日本生物地理学会 2013年度大会ミニシンポジウム

次世代にどのような社会を贈るのか?

2013年4月13日(日)15:00-16:30
立教大学14号館 D201号室(〒171-8501 東京都豊島区西池袋3-34-1)


[趣旨] (森中 定治)

  日本生物地理学会は,今から86年前にあたる昭和3年(1928年),山科芳麿博士, 黒田長禮博士ら当時の著名な鳥類学者の協力の下,鳥類学者の蜂須賀正氏博士と 東京大学理学部教授で生物地理学の第一人者であった渡瀬庄三郎教授によって設立されました.

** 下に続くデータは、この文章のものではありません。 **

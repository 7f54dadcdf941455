//! Edge-driven streaming of one geometry mapping
//!
//! The loaded part of a mapping is a rectangle of grid cells bounded by four
//! [`LoadingEdge`]s. Each tick the viewer's bounds become a target rectangle;
//! every edge gets a destination at most `max_edge_step` cells away from
//! where it is, and one line of cells at a time is loaded or unloaded to move
//! an edge toward its destination. Shrinking goes before growing.
//!
//! ```ignore
//! let mut mapping = EdgeGeometryMapping::new(&space, id, StreamingConfig::default())?;
//! loop {
//!     mapping.tick(&mut space, viewer_min, viewer_max, false);
//!     if mapping.has_fully_loaded() {
//!         break;
//!     }
//! }
//! ```

use glam::{Vec2, Vec3};
use void_chunk::{ChunkId, ChunkSpace, MappingId};

use crate::config::StreamingConfig;
use crate::edge::{EdgeSide, LoadingEdge};
use crate::error::Result;
use crate::grid::MappingGrid;
use crate::rect::{GridRect, Rect};

/// Extent standing for "no limit" in loaded rects
pub const VERY_BIG: f32 = f32::MAX;

/// Extent reported by an edge that has reached its mapping's border.
/// Anything at least this big is loaded as far as the mapping goes.
pub const PRETTY_BIG: f32 = 1.0e9;

/// Streaming state of one geometry mapping
#[derive(Clone, Debug)]
pub struct EdgeGeometryMapping {
    grid: MappingGrid,
    config: StreamingConfig,
    edges: [LoadingEdge; 4],
    target: GridRect,
    condemned: bool,
}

  蜂須賀正氏博士は,平成15年(2003年)に日本生物地理学会が開催した生誕百年記念シンポジウムにおいて ”型破りの人” との評がなされましたが,自己の信念と哲学に基づいて時代を駆け抜けた人でありました. 渡瀬庄三郎は,区系生物地理学における旧北区と東洋区の境界を示す”渡瀬線”によって著名であり, 特定外来生物として最近問題になるジャワマングースを移入しましたが,当時困っていた野鼠やハブの被害を防ぐために 生物学の知識を社会に役立てようと積極的に行動した強いパワーの持ち主でありました. 日本生物地理学会創設者のこのような人となりを考え,学問を専門家の枠に留まることなく, 人類社会に活かすことができればと思います.生物学に関するフォーマルなシンポジウムの他に, このミニシンポジウムをもつのはこのような理由です.

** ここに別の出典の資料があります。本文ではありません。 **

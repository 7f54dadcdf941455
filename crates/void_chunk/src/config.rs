//! Chunk space configuration
//!
//! ```toml
//! worker_threads = 2
//! portal_tolerance = 0.5
//! form_portal_connections = true
//! ```

use std::path::Path;

use serde::{Deserialize, Serialize};

use crate::error::ConfigError;

/// Settings of a [`ChunkSpace`](crate::space::ChunkSpace)
#[derive(Clone, Debug, PartialEq, Serialize, Deserialize)]
#[serde(default)]
pub struct ChunkSpaceConfig {
    /// Loader threads; 0 loads inline on the calling thread
    pub worker_threads: usize,
    /// Maximum distance between the world centres of two portals that bind
    pub portal_tolerance: f32,
    /// Whether binding connects portals to already bound neighbours
    pub form_portal_connections: bool,
}

impl Default for ChunkSpaceConfig {
    fn default() -> Self {
        Self {
            worker_threads: 1,
            portal_tolerance: 0.5,
            form_portal_connections: true,
        }
    }
}

impl ChunkSpaceConfig {
    /// Parse from TOML
    pub fn from_toml_str(content: &str) -> Result<Self, ConfigError> {
        let config: ChunkSpaceConfig = toml::from_str(content)?;
        config.validate()?;
        Ok(config)
    }

    /// Load from a TOML file
    pub fn load(path: impl AsRef<Path>) -> Result<Self, ConfigError> {
        let content = std::fs::read_to_string(path)?;
        Self::from_toml_str(&content)
    }

    pub fn validate(&self) -> Result<(), ConfigError> {
        if !(self.portal_tolerance.is_finite() && self.portal_tolerance >= 0.0) {
            return Err(ConfigError::Invalid(format!(
                "portal tolerance {} must be a non-negative distance",
                self.portal_tolerance
            )));
        }
        Ok(())
    }
}
/// Items a chunk has borrowed from one neighbour
#[derive(Clone, Debug)]
pub struct Lender {
    pub lender: ChunkId,
    pub items: Vec<ChunkItemPtr>,
}

/// A convex volume of the world
pub struct Chunk {
    identifier: String,
    mapping: MappingId,
    grid: Option<(i32, i32)>,
    label: String,

    transform: Mat4,
    transform_inverse: Mat4,
    local_bounding_box: BoundingBox,
    bounding_box: BoundingBox,
    centre: Vec3,

    appointed: bool,
    loading: bool,
    loaded: bool,
    load_failed: bool,
    bound: bool,
    completed: bool,
    focus_count: i32,

    boundaries: Vec<ChunkBoundary>,
    static_items: Vec<ChunkItemPtr>,
    dynamic_items: Vec<ChunkItemPtr>,
    lenders: Vec<Lender>,
    borrowers: Vec<ChunkId>,

    caches: CacheSlots,

    // Owned by traversal and rendering; loading never writes these
    draw_mark: u32,
    traverse_mark: u32,
    path_sum: f32,
}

  昨年私は,「プルトニウム消滅!」という著作を上梓いたしました.原発・エネルギー問題を切り口にしていますが, 生物学を土台に公共哲学,経済学を統合した一般向けの読み易い総合論で,我々人類の行く道(行く先) のひとつを明示しています.空想や願望論ではなくて,我々はプルトニウムを消滅させる実現性のある技術をもちます. その技術なくして,核兵器の廃絶は不可能です.原発については,世界的な核抑止戦略の停止と核兵器廃絶の基に, それを考えるべきだと思います.

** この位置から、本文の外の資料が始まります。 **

//! Per-chunk typed caches
//!
//! Subsystems hang their own state off a chunk without the chunk knowing
//! their types. Each cache type gets a small integer id the first time it is
//! used with a [`ChunkSpace`]; each chunk stores its caches in a vector
//! indexed by that id, so lookups after registration never hash.
//!
//! ```ignore
//! use void_chunk::prelude::*;
//!
//! // Create-if-absent
//! let refs = Instance::<MyCache>::get(&mut space, chunk).unwrap();
//! refs.value += 1;
//!
//! assert!(Instance::<MyCache>::exists(&space, chunk));
//! Instance::<MyCache>::clear(&mut space, chunk);
//! ```

use std::any::{Any, TypeId};
use std::collections::HashMap;
use std::marker::PhantomData;

use crate::chunk::Chunk;
use crate::handle::ChunkId;
use crate::space::ChunkSpace;

/// Downcasting support for caches
pub trait AsAny: Any {
    fn as_any(&self) -> &dyn Any;
    fn as_any_mut(&mut self) -> &mut dyn Any;
}

impl<T: Any> AsAny for T {
    fn as_any(&self) -> &dyn Any {
        self
    }

    fn as_any_mut(&mut self) -> &mut dyn Any {
        self
    }
}

/// State attached to a chunk by some subsystem.
///
/// While a hook runs the chunk's own caches are detached from it, so a hook
/// may freely reach other chunks' caches through the space but must not
/// look up caches of the chunk it was called for.
pub trait ChunkCache: AsAny + Send {
    /// The owning chunk was bound (`is_unbind == false`) or is being unbound
    fn bind(&mut self, _space: &mut ChunkSpace, _chunk: ChunkId, _is_unbind: bool) {}

    /// The owning chunk is being focused; returns the focus count this cache holds
    fn focus(&mut self, _space: &mut ChunkSpace, _chunk: ChunkId) -> i32 {
        0
    }
}

/// A cache type that can be created on demand
pub trait ChunkCacheType: ChunkCache + Sized {
    fn create(chunk: &Chunk) -> Self;
}

/// Dense id assigned to a cache type
#[derive(Clone, Copy, Debug, PartialEq, Eq, Hash)]
pub struct CacheTypeId(pub usize);

/// Assigns stable dense ids to cache types
#[derive(Debug, Default)]
pub struct CacheRegistry {
    by_type: HashMap<TypeId, CacheTypeId>,
    names: Vec<&'static str>,
}

impl CacheRegistry {
    /// Create an empty registry
    pub fn new() -> Self {
        Self::default()
    }

    /// Get the id of a cache type, assigning one on first use
    pub fn register<T: ChunkCache>(&mut self) -> CacheTypeId {
        let next = CacheTypeId(self.names.len());
        let id = *self.by_type.entry(TypeId::of::<T>()).or_insert(next);
        if id == next {
            self.names.push(std::any::type_name::<T>());
            log::debug!("Registered chunk cache {} as {}", std::any::type_name::<T>(), id.0);
        }
        id
    }

    /// Get the id of a cache type if it has one
    pub fn lookup<T: ChunkCache>(&self) -> Option<CacheTypeId> {
        self.by_type.get(&TypeId::of::<T>()).copied()
    }

    /// Type name of a registered cache
    pub fn name(&self, id: CacheTypeId) -> Option<&'static str> {
        self.names.get(id.0).copied()
    }

    /// Number of registered cache types
    pub fn len(&self) -> usize {
        self.names.len()
    }

    /// Check if empty
    pub fn is_empty(&self) -> bool {
        self.names.is_empty()
    }
}

/// Cache slots of one chunk
#[derive(Default)]
pub struct CacheSlots {
    slots: Vec<Option<Box<dyn ChunkCache>>>,
}

impl CacheSlots {
    /// Get a cache by id
    pub fn get(&self, id: CacheTypeId) -> Option<&dyn ChunkCache> {
        self.slots.get(id.0).and_then(|slot| slot.as_deref())
    }

    /// Get a cache mutably by id
    pub fn get_mut(&mut self, id: CacheTypeId) -> Option<&mut (dyn ChunkCache + 'static)> {
        self.slots.get_mut(id.0).and_then(|slot| slot.as_deref_mut())
    }

    /// Store a cache, returning the one it replaced
    pub fn insert(&mut self, id: CacheTypeId, cache: Box<dyn ChunkCache>) -> Option<Box<dyn ChunkCache>> {
        if self.slots.len() <= id.0 {
            self.slots.resize_with(id.0 + 1, || None);
        }
        self.slots[id.0].replace(cache)
    }

    /// Remove a cache
    pub fn remove(&mut self, id: CacheTypeId) -> Option<Box<dyn ChunkCache>> {
        self.slots.get_mut(id.0).and_then(Option::take)
    }

    /// Drop every cache
    pub fn clear(&mut self) {
        self.slots.clear();
    }

    /// Number of live caches
    pub fn len(&self) -> usize {
        self.slots.iter().filter(|s| s.is_some()).count()
    }

    /// Check if no cache is live
    pub fn is_empty(&self) -> bool {
        self.len() == 0
    }

    /// Iterate live caches mutably
    pub fn iter_mut(&mut self) -> impl Iterator<Item = &mut Box<dyn ChunkCache>> {
        self.slots.iter_mut().flatten()
    }

    /// Put back caches detached for a hook call. Caches created on the chunk
    /// while they were detached are dropped in favour of the originals.
    pub fn restore(&mut self, detached: CacheSlots) {
        for (index, slot) in detached.slots.into_iter().enumerate() {
            if let Some(cache) = slot {
                if let Some(created) = self.insert(CacheTypeId(index), cache) {
                    log::warn!(
                        "Chunk cache {} was recreated while detached; keeping the original",
                        index
                    );
                    drop(created);
                }
            }
        }
    }
}

/// Typed access to the `T` cache of a chunk
pub struct Instance<T>(PhantomData<fn() -> T>);

impl<T: ChunkCacheType> Instance<T> {
    /// Get the cache, creating it if absent. `None` only for a dead handle.
    pub fn get(space: &mut ChunkSpace, chunk: ChunkId) -> Option<&mut T> {
        let id = space.cache_registry_mut().register::<T>();
        let owner = space.chunk_mut(chunk)?;
        if owner.caches().get(id).is_none() {
            let cache = T::create(owner);
            owner.caches_mut().insert(id, Box::new(cache));
        }
        owner
            .caches_mut()
            .get_mut(id)
            .and_then(|cache| cache.as_any_mut().downcast_mut::<T>())
    }

    /// Get the cache without creating it
    pub fn find(space: &ChunkSpace, chunk: ChunkId) -> Option<&T> {
        let id = space.cache_registry().lookup::<T>()?;
        space
            .chunk(chunk)?
            .caches()
            .get(id)
            .and_then(|cache| cache.as_any().downcast_ref::<T>())
    }

    /// Get the cache mutably without creating it
    pub fn find_mut(space: &mut ChunkSpace, chunk: ChunkId) -> Option<&mut T> {
        let id = space.cache_registry().lookup::<T>()?;
        space
            .chunk_mut(chunk)?
            .caches_mut()
            .get_mut(id)
            .and_then(|cache| cache.as_any_mut().downcast_mut::<T>())
    }

    /// Check whether the chunk has the cache
    pub fn exists(space: &ChunkSpace, chunk: ChunkId) -> bool {
        Self::find(space, chunk).is_some()
    }

    /// Drop the cache if present
    pub fn clear(space: &mut ChunkSpace, chunk: ChunkId) {
        let Some(id) = space.cache_registry().lookup::<T>() else {
            return;
        };
        if let Some(owner) = space.chunk_mut(chunk) {
            owner.caches_mut().remove(id);
        }
    }
}

#[cfg(test)]
mod tests {
    use super::*;

    #[derive(Debug, Default)]
    struct Counter {
        value: u32,
    }

    impl ChunkCache for Counter {}

    impl ChunkCacheType for Counter {
        fn create(_chunk: &Chunk) -> Self {
            Self::default()
        }
    }

    #[derive(Debug, Default)]
    struct Tag;

    impl ChunkCache for Tag {}

    #[test]
    fn test_registry_ids_are_stable() {
        let mut registry = CacheRegistry::new();
        let a = registry.register::<Counter>();
        let b = registry.register::<Tag>();
        assert_ne!(a, b);
        assert_eq!(registry.register::<Counter>(), a);
        assert_eq!(registry.lookup::<Tag>(), Some(b));
        assert_eq!(registry.len(), 2);
        assert!(registry.name(a).unwrap().contains("Counter"));
    }

    #[test]
    fn test_slots_downcast() {
        let mut slots = CacheSlots::default();
        slots.insert(CacheTypeId(3), Box::new(Counter { value: 7 }));
        assert_eq!(slots.len(), 1);
        assert!(slots.get(CacheTypeId(0)).is_none());

        let counter = slots
            .get_mut(CacheTypeId(3))
            .and_then(|c| c.as_any_mut().downcast_mut::<Counter>())
            .unwrap();
        counter.value += 1;

        let counter = slots
            .get(CacheTypeId(3))
            .and_then(|c| c.as_any().downcast_ref::<Counter>())
            .unwrap();
        assert_eq!(counter.value, 8);
    }

    #[test]
    fn test_restore_keeps_originals() {
        let mut detached = CacheSlots::default();
        detached.insert(CacheTypeId(0), Box::new(Counter { value: 1 }));

        let mut live = CacheSlots::default();
        live.insert(CacheTypeId(0), Box::new(Counter { value: 99 }));
        live.insert(CacheTypeId(1), Box::new(Tag));
        live.restore(detached);

        let counter = live
            .get(CacheTypeId(0))
            .and_then(|c| c.as_any().downcast_ref::<Counter>())
            .unwrap();
        assert_eq!(counter.value, 1);
        assert_eq!(live.len(), 2);
    }

    #[test]
    fn test_instance_lifecycle() {
        let mut space = ChunkSpace::new();
        let mapping = space.add_mapping(crate::mapping::GeometryMapping::default());
        let chunk = space.find_or_add_chunk("shell", mapping);

        assert!(!Instance::<Counter>::exists(&space, chunk));
        Instance::<Counter>::get(&mut space, chunk).unwrap().value = 5;
        assert!(Instance::<Counter>::exists(&space, chunk));
        assert_eq!(Instance::<Counter>::get(&mut space, chunk).unwrap().value, 5);

        Instance::<Counter>::clear(&mut space, chunk);
        assert!(!Instance::<Counter>::exists(&space, chunk));
        assert_eq!(Instance::<Counter>::get(&mut space, chunk).unwrap().value, 0);
    }
}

  それには,経済学が深くつながっています.なぜ人は,必要以上に金儲けをしようとするのか. のんびりとヒツジを飼って暮らしている人達のところに朝から晩迄セコセコと働く人達が入っていって なぜその社会を変えてしまうのか.どの地においても,”ヒト”が生物として生を保ち,人間として社会を保っている. そのためにその地とその風土がある.必要以上のお金をなぜ集めようとするのか.地球上の水や資源,食料は有限です. 限度があります.エネルギーばかりあっても資源がなければそれは無駄になります.また, 必要以上の生産と浪費をしてそれから産み出された超大量の富を私人が集めてしまえば, 一方で生物としての生すら保つことのできない”ヒト”が出てきます.なぜこうなるのか,これを考えるには, それぞれの専門分野ではなくて統合論が必要です.我々人類はそれを考える時期を迎えたと私は思います.

  本年は,グローバル・タックス(国際連帯税)の日本の第一人者である横浜市立大学国際総合科学部の上村雅彦先生に 「持続可能な地球社会の創り方」と題して,現人類が迎えた大きな問題とその解決策について, また若い頃多くの人が手にした「ソフィーの世界」,あるいは「世界がもし100人の村だったら」などで著名な作家・ 翻訳家の池田香代子先生に「ふるさとのかけがえなさを未来へ繋ぐ」というテーマでお話し頂きます.

  私たちは, どういう社会を今後の世代に贈ろうとするのか,お二人の演者にリラックスして存分にお話し頂きたいし, 我々もまたリラックスしてお話を拝聴させていただきたいと思います.